Marie Malloy, from CdLS Foundation, replied:

We have one annual fundraiser run by a family who designates half of the funds to us and the other half to a local worthy cause. We handle all of the finances and distribution of funds in the end. We had a conversation with our auditor about it many years ago when it started just to be sure there were no issues.

Dean Suhr, President of MLD Foundation, replied:

This is more than you asked for, but it’s our experience with partnering on events.

Our goal with an event partner is to make the back end admin stuff as easy and transparent as possible … with the “hidden" benefit to us that we control (i.e can account for) the funds and we hold the donor contact information for the long term. Event organizers and families can then focus on what they do best … local PR, logistics, local vendor contact, local planning etc. They do not need to learn or know anything about the back end admin. The result is that we are a working partner but we can do it from afar.

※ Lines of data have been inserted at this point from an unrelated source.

//! Executors exposed as tools of a supervising executor.
//!
//! Each call runs one turn of the wrapped executor on its own sub-thread,
//! `<parent thread>/<tool name>/<tool call id>`, and returns the sub-agent's
//! final answer as the tool result.

use std::collections::HashMap;
use std::future::Future;
use std::sync::Arc;

use async_trait::async_trait;
use futures::future::BoxFuture;

use super::executor::TurnExecutor;
use super::types::{Decision, Interrupt, TurnResult};
use crate::error::{Result, TurnstileError};
use crate::tools::{Tool, ToolArguments, ToolContext, ToolOutput, ToolParameters};

/// Decides the interrupts a sub-agent's own approval policy raises.
pub type SubAgentApprover =
    Arc<dyn Fn(Vec<Interrupt>) -> BoxFuture<'static, Result<HashMap<String, Decision>>> + Send + Sync>;

/// A [`TurnExecutor`] callable as a tool with a single `request` argument.
pub struct SubAgentTool {
    name: String,
    description: String,
    parameters: ToolParameters,
    executor: TurnExecutor,
    approver: Option<SubAgentApprover>,
}

impl SubAgentTool {
    pub fn new(name: impl Into<String>, description: impl Into<String>, executor: TurnExecutor) -> Self {
        Self {
            name: name.into(),
            description: description.into(),
            parameters: ToolParameters::object()
                .string("request", "Natural-language request for this agent", true)
                .build(),
            executor,
            approver: None,
        }
    }

    /// Answer the sub-agent's interrupts in place. Without an approver a
    /// suspended sub-turn becomes an error result naming the sub-thread,
    /// which can then be resumed on the wrapped executor directly.
    pub fn with_approver<F, Fut>(mut self, approver: F) -> Self
    where
        F: Fn(Vec<Interrupt>) -> Fut + Send + Sync + 'static,
        Fut: Future<Output = Result<HashMap<String, Decision>>> + Send + 'static,
    {
        self.approver = Some(Arc::new(move |interrupts| Box::pin(approver(interrupts))));
        self
    }

    fn sub_thread_id(&self, ctx: &ToolContext) -> String {
        format!("{}/{}/{}", ctx.thread_id, self.name, ctx.tool_call_id)
    }
}

#[async_trait]
impl Tool for SubAgentTool {
    fn name(&self) -> &str {
        &self.name
    }

    fn description(&self) -> &str {
        &self.description
    }

    fn parameters(&self) -> &ToolParameters {
        &self.parameters
    }

    async fn execute(
        &self,
        args: &ToolArguments,
        ctx: &ToolContext,
    ) -> std::result::Result<ToolOutput, TurnstileError> {
        let request = args.get_str("request")?;
        let thread_id = self.sub_thread_id(ctx);
        tracing::debug!(agent = %self.name, thread_id = %thread_id, "delegating to sub-agent");

        let mut result = self
            .executor
            .start_turn(&thread_id, request, ctx.runtime.clone())
            .await?;
        loop {
            let interrupts = match &result {
                TurnResult::Done { .. } => break,
                TurnResult::Suspended { interrupts } => interrupts.clone(),
            };
            let Some(approver) = &self.approver else {
                return Ok(ToolOutput::error(format!(
                    "{} is waiting for approval of {} action(s) on thread '{thread_id}'",
                    self.name,
                    interrupts.len()
                )));
            };
            let decisions = approver(interrupts).await?;
            result = self.executor.resume_turn(&thread_id, decisions).await?;
        }

        if let Some(structured) = result.structured_response() {
            return Ok(ToolOutput::value(structured.clone()));
        }
        let answer = result.message().map(|m| m.content.clone()).unwrap_or_default();
        Ok(ToolOutput::value(answer))
    }
}

impl std::fmt::Debug for SubAgentTool {
    fn fmt(&self, f: &mut std::fmt::Formatter<'_>) -> std::fmt::Result {
        f.debug_struct("SubAgentTool")
            .field("name", &self.name)
            .field("has_approver", &self.approver.is_some())
            .finish()
    }
}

1. We split funds in some of our most successful fundraiser events, but only on the following terms. I'll start with events that we split with families and conclude with those that benefit other orgs:

2. We know and trust the family that is benefitting from the event. Partnering with someone you don’t trust is not worth the money.

2.1. We have an Event Overview and Engagement Contract we ask first timer’s to sign that details all of the following, clearly sets expectations, and answers the most common questions that we often use with first time event partners. It’s always nice to have stuff in print up front.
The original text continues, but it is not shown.